Here’s what we know about the mu variant

A coronavirus variant known as “mu” or “B.1.621” was designated by the World Health Organization as a “variant of interest” earlier this week and will be monitored by the global health body as cases continue to emerge across parts of the world. It is the fifth variant of interest currently being monitored by the WHO.

Where was it first detected and where is it now?

The variant was first detected in Colombia in January 2021, where cases continue to rise. It has since been identified in more than 39 countries, according to the WHO, among them the United States, South Korea, Japan, Ecuador, Canada and parts of Europe.

How widespread is mu in the United States?

About 2,000 mu cases have been identified in the United States, so far, according to the Global Initiative on Sharing All Influenza Data (GISAID), the largest database of novel coronavirus genome sequences in the world. Most cases have been recorded in California, Florida, Texas and New York, among others.

However, mu is not an “immediate threat right now” within the United States, top infectious-disease expert Anthony S. Fauci told a press briefing on Thursday. He said that while the government was “keeping a very close eye on it,” the variant was “not at all even close to being dominant,” as the delta variant remains the cause of over 99 percent of cases in the country.

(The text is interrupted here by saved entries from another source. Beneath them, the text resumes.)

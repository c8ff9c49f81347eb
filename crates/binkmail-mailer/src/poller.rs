//! Outbound poller: turns queued BSO work into sessions.
//!
//! One poll pass walks the configured links. For each link with sendable
//! traffic it reaps stale control files, honors any hold, takes the BSY
//! lock, dials the endpoint, runs an originator session, and settles the
//! books afterwards: processed flow lines are marked, exhausted flow
//! files removed, the `.try` counter bumped or cleared, and a hold
//! written after a failure. A busy lock or an active hold just skips the
//! link until the next pass — some other process is already talking to
//! it, or it earned a rest.

use std::time::SystemTime;

use binkmail_core::{
    OutboundFile, PostAction, Role, SessionError, SessionMachine, SessionSummary,
    transfer::CompletedFile,
};
use binkmail_outbound::{
    BsoLayout, Directive, FlowFile, FlowKind, LockKind, OutboundError, find_work,
    flow::netmail_wire_name,
};
use binkmail_proto::Address;

use crate::{
    config::{LinkConfig, MailerConfig},
    driver::{SessionLock, run_session},
};

/// Result of polling one link.
#[derive(Debug)]
pub enum LinkOutcome {
    /// Session ran to completion.
    Completed(SessionSummary),
    /// Nothing queued and the poll was not forced.
    NoWork,
    /// Link is answer-only (no endpoint configured).
    NoEndpoint,
    /// Another process holds the link's BSY lock.
    Busy,
    /// A hold file defers this link.
    Held {
        /// Unix timestamp the hold expires at.
        until_unix: u64,
    },
    /// The session (or the dial) failed.
    Failed(String),
}

/// Per-link outcomes of one poll pass.
#[derive(Debug)]
pub struct PollReport {
    /// `(address, outcome)` per configured link, in configuration order.
    pub links: Vec<(Address, LinkOutcome)>,
}

impl PollReport {
    /// True when no link failed.
    #[must_use]
    pub fn all_ok(&self) -> bool {
        self.links.iter().all(|(_, outcome)| !matches!(outcome, LinkOutcome::Failed(_)))
    }
}

/// Poll every configured link once.
///
/// `force` dials links even when nothing is queued (to pick up waiting
/// inbound mail); `flush_holds` sends hold-flavored flows and ignores
/// hold files.
pub async fn poll_links(config: &MailerConfig, force: bool, flush_holds: bool) -> PollReport {
    let layout = config.layout();
    let mut links = Vec::new();
    for link in &config.links {
        let outcome = poll_link(config, &layout, link, force, flush_holds).await;
        match &outcome {
            LinkOutcome::Failed(reason) => tracing::warn!("{}: {reason}", link.address),
            other => tracing::debug!("{}: {other:?}", link.address),
        }
        links.push((link.address.clone(), outcome));
    }
    PollReport { links }
}

async fn poll_link(
    config: &MailerConfig,
    layout: &BsoLayout,
    link: &LinkConfig,
    force: bool,
    flush_holds: bool,
) -> LinkOutcome {
    let address = &link.address;
    let now = SystemTime::now();

    // Crashed mailers leave locks behind; reap before honoring them.
    let (node_dir, _) = layout.node_slot(address);
    if let Err(err) = binkmail_outbound::reap_stale(&node_dir, config.stale_lock_age, now) {
        return LinkOutcome::Failed(format!("stale cleanup: {err}"));
    }

    if !flush_holds {
        match binkmail_outbound::read_hold(layout, address) {
            Ok(Some(hold)) if hold.is_active(now) => {
                return LinkOutcome::Held { until_unix: hold.until_unix };
            },
            Ok(_) => {},
            Err(err) => return LinkOutcome::Failed(format!("reading hold: {err}")),
        }
    }

    let Some(endpoint) = link.endpoint() else {
        return LinkOutcome::NoEndpoint;
    };

    let guard = match binkmail_outbound::acquire(layout, address, LockKind::Busy, &config.ident())
    {
        Ok(guard) => guard,
        Err(OutboundError::Busy(_)) => return LinkOutcome::Busy,
        Err(err) => return LinkOutcome::Failed(format!("acquiring BSY: {err}")),
    };

    let mut machine =
        SessionMachine::new(Role::Originator, config.session_config(Some(address.clone())));
    let flows = match queue_for_link(layout, address, flush_holds, &mut machine) {
        Ok(flows) => flows,
        Err(err) => return LinkOutcome::Failed(format!("scanning outbound: {err}")),
    };
    if !force && flows.iter().all(FlowFile::is_exhausted) {
        return LinkOutcome::NoWork;
    }

    tracing::info!("calling {address} at {endpoint}");
    // The CSY marker covers the dial itself, so other pollers can tell a
    // call in progress from a session in progress.
    let csy = binkmail_outbound::acquire(layout, address, LockKind::CallInProgress, &config.ident())
        .ok();
    let dial = tokio::time::timeout(
        config.frame_timeout,
        tokio::net::TcpStream::connect(&endpoint),
    );
    let dialed = dial.await;
    if let Some(csy) = csy {
        if let Err(err) = csy.release() {
            tracing::warn!("{address}: releasing CSY: {err}");
        }
    }
    let stream = match dialed {
        Ok(Ok(stream)) => stream,
        Ok(Err(err)) => {
            record_failure(layout, address, config, now);
            return LinkOutcome::Failed(format!("connecting {endpoint}: {err}"));
        },
        Err(_) => {
            record_failure(layout, address, config, now);
            return LinkOutcome::Failed(format!("connecting {endpoint}: timed out"));
        },
    };

    let mut outcome = run_session(stream, machine, SessionLock::AlreadyHeld, |_| {}).await;

    // Post-actions were applied as acks arrived; settle the flow files
    // even for a session that failed partway through.
    let completions = outcome.machine.take_completions();
    if let Err(err) = settle_flows(&flows, &completions) {
        tracing::warn!("{address}: flow bookkeeping failed: {err}");
    }

    match outcome.result {
        Ok(summary) => {
            let _ = binkmail_outbound::clear_try(layout, address);
            let _ = binkmail_outbound::clear_hold(layout, address);
            if let Err(err) = guard.release() {
                tracing::warn!("{address}: releasing BSY: {err}");
            }
            tracing::info!(
                "{address}: session done, {} files / {} bytes out, {} files / {} bytes in",
                summary.files_sent,
                summary.bytes_sent,
                summary.files_received,
                summary.bytes_received
            );
            LinkOutcome::Completed(summary)
        },
        Err(SessionError::RemoteBusy(reason)) => {
            // Not a fault: the peer will free up on its own.
            tracing::info!("{address}: busy: {reason}");
            LinkOutcome::Busy
        },
        Err(err) => {
            record_failure(layout, address, config, now);
            LinkOutcome::Failed(err.to_string())
        },
    }
}

fn record_failure(layout: &BsoLayout, address: &Address, config: &MailerConfig, now: SystemTime) {
    match binkmail_outbound::bump_try(layout, address, now) {
        Ok(count) => tracing::info!("{address}: failure #{count} recorded"),
        Err(err) => tracing::warn!("{address}: recording failure: {err}"),
    }
    let until = now + config.hold_after_failure;
    if let Err(err) = binkmail_outbound::set_hold(layout, address, until, "session failed") {
        tracing::warn!("{address}: writing hold: {err}");
    }
}

/// Scan the outbound for `address` and queue everything sendable.
///
/// Returns the flow files in sending order; completion tags encode
/// `(flow index << 32) | line` so [`settle_flows`] can find its way back.
pub fn queue_for_link(
    layout: &BsoLayout,
    address: &Address,
    flush_holds: bool,
    machine: &mut SessionMachine,
) -> Result<Vec<FlowFile>, OutboundError> {
    let flows = find_work(layout, address, flush_holds)?;
    for (flow_index, flow) in flows.iter().enumerate() {
        for entry in &flow.entries {
            let tag = ((flow_index as u64) << 32) | entry.line as u64;
            let post = match entry.directive {
                Directive::Truncate => PostAction::Truncate,
                Directive::Delete => PostAction::Delete,
                Directive::Send | Directive::Skip => PostAction::Keep,
            };
            // Netmail packets travel under the standard hex name and are
            // removed as whole flow files, not via a post-action.
            let (post, wire_name) = match flow.kind {
                FlowKind::Netmail => (
                    PostAction::Keep,
                    Some(binkmail_proto::FileName::new(netmail_wire_name(address).into_bytes())),
                ),
                FlowKind::Reference => (post, None),
            };
            let outbound = match OutboundFile::from_path(&entry.path, post, tag) {
                Ok(outbound) => match wire_name {
                    Some(name) => outbound.with_wire_name(name),
                    None => outbound,
                },
                Err(err) => {
                    tracing::warn!("skipping {}: {err}", entry.path.display());
                    continue;
                },
            };
            machine.enqueue(outbound);
        }
    }
    Ok(flows)
}

/// Mark delivered flow lines and remove exhausted flow files.
pub fn settle_flows(
    flows: &[FlowFile],
    completions: &[CompletedFile],
) -> Result<(), OutboundError> {
    for completion in completions {
        let flow_index = (completion.tag >> 32) as usize;
        let line = (completion.tag & 0xFFFF_FFFF) as usize;
        let Some(flow) = flows.get(flow_index) else {
            continue;
        };
        match flow.kind {
            FlowKind::Netmail => {
                // The flow file is the delivered payload itself.
                match std::fs::remove_file(&flow.path) {
                    Ok(()) => {},
                    Err(err) if err.kind() == std::io::ErrorKind::NotFound => {},
                    Err(err) => return Err(err.into()),
                }
            },
            FlowKind::Reference => flow.mark_processed(line)?,
        }
    }

    for flow in flows {
        if flow.kind != FlowKind::Reference || !flow.path.exists() {
            continue;
        }
        let reloaded = FlowFile::load(
            &flow.path,
            flow.address.clone(),
            flow.kind,
            flow.flavor,
            flow.mtime,
        )?;
        if reloaded.is_exhausted() {
            tracing::debug!("removing exhausted flow {}", flow.path.display());
            match std::fs::remove_file(&flow.path) {
                Ok(()) => {},
                Err(err) if err.kind() == std::io::ErrorKind::NotFound => {},
                Err(err) => return Err(err.into()),
            }
        }
    }
    Ok(())
}
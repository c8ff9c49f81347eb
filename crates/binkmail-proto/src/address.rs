//! FidoNet network addresses.
//!
//! An address is the tuple `zone:net/node[.point][@domain]`, e.g.
//! `2:5020/999.1@fidonet`. Zone and net must be non-zero; point 0 means
//! "the node itself". Addresses are immutable value types and the same
//! struct is used everywhere: wire parsing, configuration, and outbound
//! path derivation.

use std::{fmt, str::FromStr};

use crate::errors::{ProtocolError, Result};

/// A FidoNet node address.
///
/// Structural equality (`==`) compares every field including `domain`.
/// For the protocol's acceptance rule — domain is ignored unless both
/// sides carry one — use [`Address::matches`].
#[derive(Debug, Clone, PartialEq, Eq, Hash)]
pub struct Address {
    /// Zone number (1-based; 0 is invalid).
    pub zone: u16,
    /// Net number within the zone (0 is invalid).
    pub net: u16,
    /// Node number within the net.
    pub node: u16,
    /// Point number; 0 for a plain node.
    pub point: u16,
    /// Optional domain, e.g. `fidonet`.
    pub domain: Option<String>,
}

impl Address {
    /// Build a plain node address with no point and no domain.
    #[must_use]
    pub fn new(zone: u16, net: u16, node: u16) -> Self {
        Self { zone, net, node, point: 0, domain: None }
    }

    /// Same address with the given point.
    #[must_use]
    pub fn with_point(mut self, point: u16) -> Self {
        self.point = point;
        self
    }

    /// True if this is a point address (point > 0).
    #[must_use]
    pub fn is_point(&self) -> bool {
        self.point > 0
    }

    /// Field-wise comparison ignoring `domain` unless both sides carry one.
    ///
    /// This is the equality the session layer uses when checking a remote
    /// address against configuration: `2:5020/999@fidonet` matches a
    /// configured `2:5020/999`.
    #[must_use]
    pub fn matches(&self, other: &Self) -> bool {
        if self.zone != other.zone
            || self.net != other.net
            || self.node != other.node
            || self.point != other.point
        {
            return false;
        }
        match (&self.domain, &other.domain) {
            (Some(a), Some(b)) => a == b,
            _ => true,
        }
    }
}

impl fmt::Display for Address {
    fn fmt(&self, f: &mut fmt::Formatter<'_>) -> fmt::Result {
        write!(f, "{}:{}/{}", self.zone, self.net, self.node)?;
        if self.point > 0 {
            write!(f, ".{}", self.point)?;
        }
        if let Some(domain) = &self.domain {
            write!(f, "@{domain}")?;
        }
        Ok(())
    }
}

impl FromStr for Address {
    type Err = ProtocolError;

    fn from_str(s: &str) -> Result<Self> {
        let bad = || ProtocolError::InvalidAddress(s.to_string());

        let (body, domain) = match s.split_once('@') {
            Some((body, domain)) if !domain.is_empty() => (body, Some(domain.to_string())),
            Some(_) => return Err(bad()),
            None => (s, None),
        };

        let (zone_str, rest) = body.split_once(':').ok_or_else(bad)?;
        let (net_str, node_str) = rest.split_once('/').ok_or_else(bad)?;
        let (node_str, point) = match node_str.split_once('.') {
            Some((node, point)) => (node, point.parse::<u16>().map_err(|_| bad())?),
            None => (node_str, 0),
        };

        let zone: u16 = zone_str.parse().map_err(|_| bad())?;
        let net: u16 = net_str.parse().map_err(|_| bad())?;
        let node: u16 = node_str.parse().map_err(|_| bad())?;

        if zone == 0 || net == 0 {
            return Err(bad());
        }

        Ok(Self { zone, net, node, point, domain })
    }
}

/// Parse a whitespace-separated address list (the `M_ADR` argument).
///
/// # Errors
///
/// - `ProtocolError::InvalidAddress` if any entry fails to parse
/// - `ProtocolError::InvalidCommand` if the list is empty
pub fn parse_address_list(args: &str) -> Result<Vec<Address>> {
    let addresses: Vec<Address> =
        args.split_whitespace().map(Address::from_str).collect::<Result<_>>()?;
    if addresses.is_empty() {
        return Err(ProtocolError::InvalidCommand {
            command: "M_ADR",
            detail: "empty address list".to_string(),
        });
    }
    Ok(addresses)
}
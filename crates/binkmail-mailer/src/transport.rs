//! Frame transport over an async byte stream.
//!
//! A thin layer that just reads and writes frames — protocol logic stays
//! in the Sans-IO [`binkmail_core::SessionMachine`]. The reader keeps its
//! partial-frame state in an internal buffer, so wrapping a read in
//! `tokio::time::timeout` can never lose bytes: cancellation between
//! polls leaves everything already read sitting in the buffer for the
//! next call.

use bytes::BytesMut;
use tokio::io::{AsyncRead, AsyncReadExt, AsyncWrite, AsyncWriteExt};

use binkmail_proto::{Frame, ProtocolError};

/// Buffered frame reader over the read half of a connection.
#[derive(Debug)]
pub struct FrameReader<R> {
    inner: R,
    buf: BytesMut,
}

impl<R: AsyncRead + Unpin> FrameReader<R> {
    /// Wrap a read half.
    pub fn new(inner: R) -> Self {
        Self { inner, buf: BytesMut::with_capacity(Frame::MAX_PAYLOAD + Frame::HEADER_LEN) }
    }

    /// Read the next complete frame.
    ///
    /// Cancel-safe: partially received frames stay in the internal
    /// buffer. A clean EOF (or one in the middle of a frame) surfaces as
    /// `UnexpectedEof`.
    pub async fn read_frame(&mut self) -> std::io::Result<Frame> {
        loop {
            match Frame::decode(&self.buf) {
                Ok((frame, consumed)) => {
                    let _ = self.buf.split_to(consumed);
                    return Ok(frame);
                },
                Err(ProtocolError::Truncated { .. }) => {},
                Err(err) => {
                    return Err(std::io::Error::new(std::io::ErrorKind::InvalidData, err));
                },
            }

            let n = self.inner.read_buf(&mut self.buf).await?;
            if n == 0 {
                return Err(std::io::Error::new(
                    std::io::ErrorKind::UnexpectedEof,
                    "peer closed the connection",
                ));
            }
        }
    }
}

/// Frame writer over the write half of a connection.
#[derive(Debug)]
pub struct FrameWriter<W> {
    inner: W,
}

impl<W: AsyncWrite + Unpin> FrameWriter<W> {
    /// Wrap a write half.
    pub fn new(inner: W) -> Self {
        Self { inner }
    }

    /// Serialize and fully write one frame.
    pub async fn write_frame(&mut self, frame: &Frame) -> std::io::Result<()> {
        let bytes = frame.to_bytes();
        self.inner.write_all(&bytes).await?;
        self.inner.flush().await
    }

    /// Flush and shut the write side down.
    pub async fn shutdown(&mut self) -> std::io::Result<()> {
        self.inner.shutdown().await
    }
}

#[cfg(test)]
mod tests {
    use binkmail_proto::Command;

    use super::*;

    #[tokio::test]
    async fn frames_round_trip_over_a_duplex_pipe() {
        let (client, server) = tokio::io::duplex(4096);
        let (server_read, _server_write) = tokio::io::split(server);
        let (_client_read, client_write) = tokio::io::split(client);

        let mut writer = FrameWriter::new(client_write);
        let mut reader = FrameReader::new(server_read);

        let eob = Command::Eob.to_frame().unwrap();
        let data = Frame::data(&b"payload bytes"[..]).unwrap();
        writer.write_frame(&eob).await.unwrap();
        writer.write_frame(&data).await.unwrap();

        let first = reader.read_frame().await.unwrap();
        assert_eq!(first, eob);
        let second = reader.read_frame().await.unwrap();
        assert_eq!(second, data);
    }

    #[tokio::test]
    async fn timeout_does_not_lose_partial_frames() {
        let (client, server) = tokio::io::duplex(4096);
        let (server_read, _sw) = tokio::io::split(server);
        let (_cr, mut client_write) = tokio::io::split(client);
        let mut reader = FrameReader::new(server_read);

        // Send only the header; the payload is still in flight.
        client_write.write_all(&[0x80, 0x03]).await.unwrap();
        let timed_out =
            tokio::time::timeout(std::time::Duration::from_millis(20), reader.read_frame()).await;
        assert!(timed_out.is_err());

        // The rest arrives; the read resumes from the buffered header.
        client_write.write_all(&[0x04, b'o', b'k']).await.unwrap();
        let frame =
            tokio::time::timeout(std::time::Duration::from_secs(1), reader.read_frame())
                .await
                .unwrap()
                .unwrap();
        assert!(frame.is_command);
        assert_eq!(&frame.payload[..], b"\x04ok");
    }

    #[tokio::test]
    async fn eof_surfaces_as_unexpected_eof() {
        let (client, server) = tokio::io::duplex(64);
        let (server_read, _sw) = tokio::io::split(server);
        drop(client);

        let mut reader = FrameReader::new(server_read);
        let err = reader.read_frame().await.unwrap_err();
        assert_eq!(err.kind(), std::io::ErrorKind::UnexpectedEof);
    }
}
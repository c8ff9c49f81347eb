//! CRAM challenge-response authentication for binkp sessions.
//!
//! binkp links share a per-link password. Sending it in plaintext works
//! but is replayable; CRAM (Challenge-Response Authentication Mechanism)
//! replaces the plaintext with an HMAC keyed by the password over a fresh
//! random challenge, advertised by the answering side in its greeting.
//!
//! - [`CramChallenge`]: challenge generation, `OPT` keyword formatting and
//!   parsing, response computation and verification
//! - [`CramAlgorithm`]: HMAC-MD5 and HMAC-SHA1, with SHA1 preferred
//! - [`Secret`]: a zeroize-on-drop password wrapper
//! - [`constant_time_eq`]: the non-short-circuiting comparison behind
//!   verification

pub mod cram;
pub mod secret;

pub use cram::{CHALLENGE_LEN, CramAlgorithm, CramChallenge, CramError, constant_time_eq};
pub use secret::Secret;
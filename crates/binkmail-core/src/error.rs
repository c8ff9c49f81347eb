//! Session-layer error types.
//!
//! One enum covers the whole session lifecycle: codec faults, protocol
//! violations, authentication failures, timeouts, and I/O. The driver
//! only needs two distinctions — [`SessionError::is_benign_idle`] for
//! timeouts during the transfer phase, and everything else, which ends
//! the session.

use std::time::Duration;

use thiserror::Error;

use binkmail_proto::ProtocolError;

/// Result alias for session operations.
pub type Result<T> = std::result::Result<T, SessionError>;

/// Errors that end (or in one case, merely pause) a binkp session.
#[derive(Error, Debug)]
pub enum SessionError {
    /// Structural wire error from the codec layer.
    #[error("protocol error: {0}")]
    Protocol(#[from] ProtocolError),

    /// The peer sent a command that is illegal in the current state.
    #[error("unexpected {verb} while {context}")]
    Unexpected {
        /// Protocol verb of the offending command.
        verb: &'static str,
        /// What the session was doing at the time.
        context: &'static str,
    },

    /// Semantically invalid peer behavior (bad counts, overruns).
    #[error("peer violation: {0}")]
    Violation(String),

    /// Socket-level failure.
    #[error("network error: {0}")]
    Network(String),

    /// No frame arrived within the per-frame deadline.
    ///
    /// Benign while transferring (an idle peer is just quiet); fatal in
    /// any handshake state.
    #[error("frame timeout after {elapsed:?} while {context}")]
    Timeout {
        /// How long we waited.
        elapsed: Duration,
        /// What the session was doing at the time.
        context: &'static str,
    },

    /// The whole-session deadline expired.
    #[error("session deadline exceeded after {elapsed:?}")]
    Deadline {
        /// Session age when the deadline tripped.
        elapsed: Duration,
    },

    /// Password or CRAM verification failed, a mandatory option was not
    /// offered, or the remote did not present an acceptable address.
    #[error("authentication failed: {0}")]
    AuthFailed(String),

    /// Local file I/O failure during transfer.
    #[error("file I/O error: {0}")]
    File(String),

    /// The peer terminated the session with `M_ERR`.
    #[error("peer reported error: {0}")]
    Remote(String),

    /// The peer answered `M_BSY`; retry later.
    #[error("peer busy: {0}")]
    RemoteBusy(String),
}

impl SessionError {
    /// Timeouts in the transfer phase just mean the peer has nothing to
    /// say right now; the driver loops instead of failing.
    #[must_use]
    pub fn is_benign_idle(&self) -> bool {
        matches!(self, Self::Timeout { context: "transferring", .. })
    }

    /// True for conditions worth retrying on a later poll (the link is
    /// fine, the moment was wrong).
    #[must_use]
    pub fn is_transient(&self) -> bool {
        matches!(
            self,
            Self::RemoteBusy(_) | Self::Timeout { .. } | Self::Deadline { .. } | Self::Network(_)
        )
    }
}

impl From<std::io::Error> for SessionError {
    fn from(err: std::io::Error) -> Self {
        Self::File(err.to_string())
    }
}
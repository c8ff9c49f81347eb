//! CRC32 over data frames and whole files.
//!
//! Standard IEEE CRC32 (the reflected `0xEDB88320` polynomial), delegated
//! to `crc32fast`. The streaming wrapper exists so the transfer engine
//! can feed incoming data frames incrementally and so a partial file's
//! CRC can be resumed from its already-computed prefix value.

use std::{io::Read, path::Path};

/// Chunk size for whole-file CRC streaming.
const FILE_CHUNK: usize = 32 * 1024;

/// Incremental CRC32 state.
#[derive(Clone)]
pub struct Crc32 {
    hasher: crc32fast::Hasher,
}

impl std::fmt::Debug for Crc32 {
    fn fmt(&self, f: &mut std::fmt::Formatter<'_>) -> std::fmt::Result {
        write!(f, "Crc32({:#010x})", self.value())
    }
}

impl Default for Crc32 {
    fn default() -> Self {
        Self::new()
    }
}

impl Crc32 {
    /// Fresh state; `value()` of it is 0.
    #[must_use]
    pub fn new() -> Self {
        Self { hasher: crc32fast::Hasher::new() }
    }

    /// Continue from a previously finished CRC value, as if the bytes
    /// that produced it had been fed to this state.
    #[must_use]
    pub fn resume(crc: u32) -> Self {
        Self { hasher: crc32fast::Hasher::new_with_initial(crc) }
    }

    /// Feed bytes.
    pub fn update(&mut self, bytes: &[u8]) {
        self.hasher.update(bytes);
    }

    /// CRC of everything fed so far.
    #[must_use]
    pub fn value(&self) -> u32 {
        self.hasher.clone().finalize()
    }
}

/// One-shot CRC32 of a byte slice.
#[must_use]
pub fn crc32(bytes: &[u8]) -> u32 {
    let mut state = Crc32::new();
    state.update(bytes);
    state.value()
}

/// CRC32 of a whole file, streamed in fixed-size chunks.
pub fn file_crc32(path: &Path) -> std::io::Result<u32> {
    let mut file = std::fs::File::open(path)?;
    let mut state = Crc32::new();
    let mut buf = vec![0u8; FILE_CHUNK];
    loop {
        let n = file.read(&mut buf)?;
        if n == 0 {
            break;
        }
        state.update(&buf[..n]);
    }
    Ok(state.value())
}

/// CRC32 of the first `limit` bytes of a file.
///
/// Used when resuming a receive: the running CRC must cover the bytes
/// already on disk before new data frames are folded in.
pub fn file_prefix_crc32(path: &Path, limit: u64) -> std::io::Result<u32> {
    let file = std::fs::File::open(path)?;
    let mut reader = file.take(limit);
    let mut state = Crc32::new();
    let mut buf = vec![0u8; FILE_CHUNK];
    loop {
        let n = reader.read(&mut buf)?;
        if n == 0 {
            break;
        }
        state.update(&buf[..n]);
    }
    Ok(state.value())
}

#[cfg(test)]
mod tests {
    use proptest::prelude::*;

    use super::*;

    #[test]
    fn empty_input_is_zero() {
        assert_eq!(crc32(b""), 0);
    }

    #[test]
    fn known_answer() {
        // The classic check value for "123456789".
        assert_eq!(crc32(b"123456789"), 0xCBF4_3926);
    }

    #[test]
    fn file_crc_matches_slice_crc() {
        let dir = tempfile::tempdir().unwrap();
        let path = dir.path().join("data.bin");
        let body: Vec<u8> = (0u32..100_000).map(|i| (i % 251) as u8).collect();
        std::fs::write(&path, &body).unwrap();

        assert_eq!(file_crc32(&path).unwrap(), crc32(&body));
        assert_eq!(file_prefix_crc32(&path, 1234).unwrap(), crc32(&body[..1234]));
    }

    proptest! {
        #[test]
        fn concatenation_equals_resume(
            a in proptest::collection::vec(any::<u8>(), 0..512),
            b in proptest::collection::vec(any::<u8>(), 0..512),
        ) {
            let whole = {
                let mut joined = a.clone();
                joined.extend_from_slice(&b);
                crc32(&joined)
            };

            let mut resumed = Crc32::resume(crc32(&a));
            resumed.update(&b);
            prop_assert_eq!(resumed.value(), whole);
        }

        #[test]
        fn chunked_equals_one_shot(data in proptest::collection::vec(any::<u8>(), 0..2048)) {
            let mut state = Crc32::new();
            for chunk in data.chunks(17) {
                state.update(chunk);
            }
            prop_assert_eq!(state.value(), crc32(&data));
        }
    }
}
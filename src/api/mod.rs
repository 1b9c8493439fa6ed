pub mod draft;
pub mod health;
pub mod params;
pub mod taxi;

use crate::config::Config;
use crate::db::Repository;
use crate::orchestration::{OwnershipService, TaxiService};
use axum::{
    routing::{get, post},
    Router,
};
use std::sync::Arc;
use tower_http::cors::{Any, CorsLayer};

#[derive(Clone)]
pub struct AppState {
    pub repo: Arc<Repository>,
    pub taxi: Arc<TaxiService>,
    pub ownership: Arc<OwnershipService>,
    pub config: Config,
}

impl AppState {
    pub fn new(
        repo: Arc<Repository>,
        taxi: Arc<TaxiService>,
        ownership: Arc<OwnershipService>,
        config: Config,
    ) -> Self {
        Self {
            repo,
            taxi,
            ownership,
            config,
        }
    }
}

pub fn create_router(state: AppState) -> Router {
    let cors = CorsLayer::new()
        .allow_origin(Any)
        .allow_methods(Any)
        .allow_headers(Any);

    Router::new()
        .route("/health", get(health::health))
        .route("/ready", get(health::ready))
        .route("/v1/taxi/validate", get(taxi::validate))
        .route("/v1/taxi/snapshots", get(taxi::list_snapshots))
        .route("/v1/taxi/snapshots.csv", get(taxi::export_snapshots_csv))
        .route("/v1/admin/taxi/runs", post(taxi::trigger_run))
        .route("/v1/draft/ownership", get(draft::get_ownership))
        .layer(cors)
        .with_state(state)
}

Mu has yet to be designated a variant of interest or concern by the Centers for Disease Control and Prevention, which did not immediately respond to a request for comment from The Washington Post.

The California Department of Public Health said in a statement to The Post on Thursday that 348 cases associated with mu had been reported in the state so far and that it would continue “to monitor all variants circulating in the state.”

Will my coronavirus vaccine work against mu?

It’s unclear how much protection the vaccines offer against this variant. “The Mu variant has a constellation of mutations that indicate potential properties of immune escape,” the WHO said in a statement Tuesday, raising concerns that it may be more resistant to coronavirus vaccines than other variants. “But this needs to be confirmed by further studies,” it added.